The Joy Schools program was created by Mondelez Philippines in 2011. It has since adopted 16 public elementary schools nationwide and has been implemented by the Company in its locations in Thailand, Malaysia, Indonesia and Vietnam. In the Philippines, it has three currently adopted local schools namely Camp Claudio Elementary School and Rogelio Gatchalian Elementary School in Parañaque and Holy Spirit Elementary School in Quezon City.

This play area will be constructed in the adopted Joy Schools of Mondelez Philippines. Designed by partner First Balfour, the structure will be utilizing ecobricks or recycled plastic bottles stuffed with plastic waste. 
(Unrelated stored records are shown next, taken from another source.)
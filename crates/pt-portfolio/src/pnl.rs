use pt_schemas::money::round2;
use rust_decimal::Decimal;
use serde::{Deserialize, Serialize};

/// Profit/loss attributed to a single buy. At most one side is non-zero and
/// both are floored at zero.
#[derive(Debug, Clone, Copy, PartialEq, Eq, Default)]
pub struct TradePnl {
    pub profit: Decimal,
    pub loss: Decimal,
}

impl TradePnl {
    pub fn pl(&self) -> Decimal {
        self.profit - self.loss
    }
}

/// Profit/loss of buying `quantity` at `live` when the client believed the
/// price was `reference`. Rounded to cents. `None` if the difference times
/// the quantity does not fit in a `Decimal`.
pub fn buy_pnl(live: Decimal, reference: Decimal, quantity: Decimal) -> Option<TradePnl> {
    if live > reference {
        let profit = live.checked_sub(reference)?.checked_mul(quantity)?;
        Some(TradePnl {
            profit: round2(profit),
            loss: Decimal::ZERO,
        })
    } else if reference > live {
        let loss = reference.checked_sub(live)?.checked_mul(quantity)?;
        Some(TradePnl {
            profit: Decimal::ZERO,
            loss: round2(loss),
        })
    } else {
        Some(TradePnl::default())
    }
}

/// How a trade's profit/loss folds into the account's stored fields.
///
/// `Replace` is the long-standing behavior: the account shows the last buy's
/// profit/loss. `Accumulate` keeps running totals.
#[derive(Debug, Clone, Copy, PartialEq, Eq, Default, Serialize, Deserialize)]
#[serde(rename_all = "snake_case")]
pub enum PnlPolicy {
    #[default]
    Replace,
    Accumulate,
}

impl PnlPolicy {
    /// New `(profit, loss)` account fields after applying `trade`. `None` if
    /// a running total would overflow.
    pub fn fold(
        &self,
        prev_profit: Decimal,
        prev_loss: Decimal,
        trade: TradePnl,
    ) -> Option<TradePnl> {
        match self {
            PnlPolicy::Replace => Some(trade),
            PnlPolicy::Accumulate => Some(TradePnl {
                profit: round2(prev_profit.checked_add(trade.profit)?),
                loss: round2(prev_loss.checked_add(trade.loss)?),
            }),
        }
    }

    pub fn as_str(&self) -> &'static str {
        match self {
            PnlPolicy::Replace => "replace",
            PnlPolicy::Accumulate => "accumulate",
        }
    }
}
About Mondelēz International
Mondelēz International, Inc. (NASDAQ: MDLZ) empowers people to snack right in approximately 160 countries around the world. With 2017 net revenues of approximately $26 billion, MDLZ is leading the future of snacking with iconic global and local brands such as Oreo, belVita and LU biscuits; Cadbury Dairy Milk, Milkaand Toblerone chocolate; Sour Patch Kids candy and Trident gum. Mondelēz International is a proud member of the Standard and Poor’s 500, Nasdaq 100 and Dow Jones Sustainability Index. Visit or follow the company on Twitter at

About Mondelez Philippines, Inc.
Mondelez Philippines Inc. has been providing consumers with delicious snack products for the past 56 years – since 1963. Its product portfolio includes Tang powdered beverages, Eden cheese, mayonnaise and sandwich spread, Cheez Whizspread, Oreo cookies, Tiger energy biscuits, belVita breakfast biscuits, as well as Toblerone and Cadbury Dairy Milk chocolates. The company employs about 450 people in the Philippines, with a manufacturing facility in Parañaque City.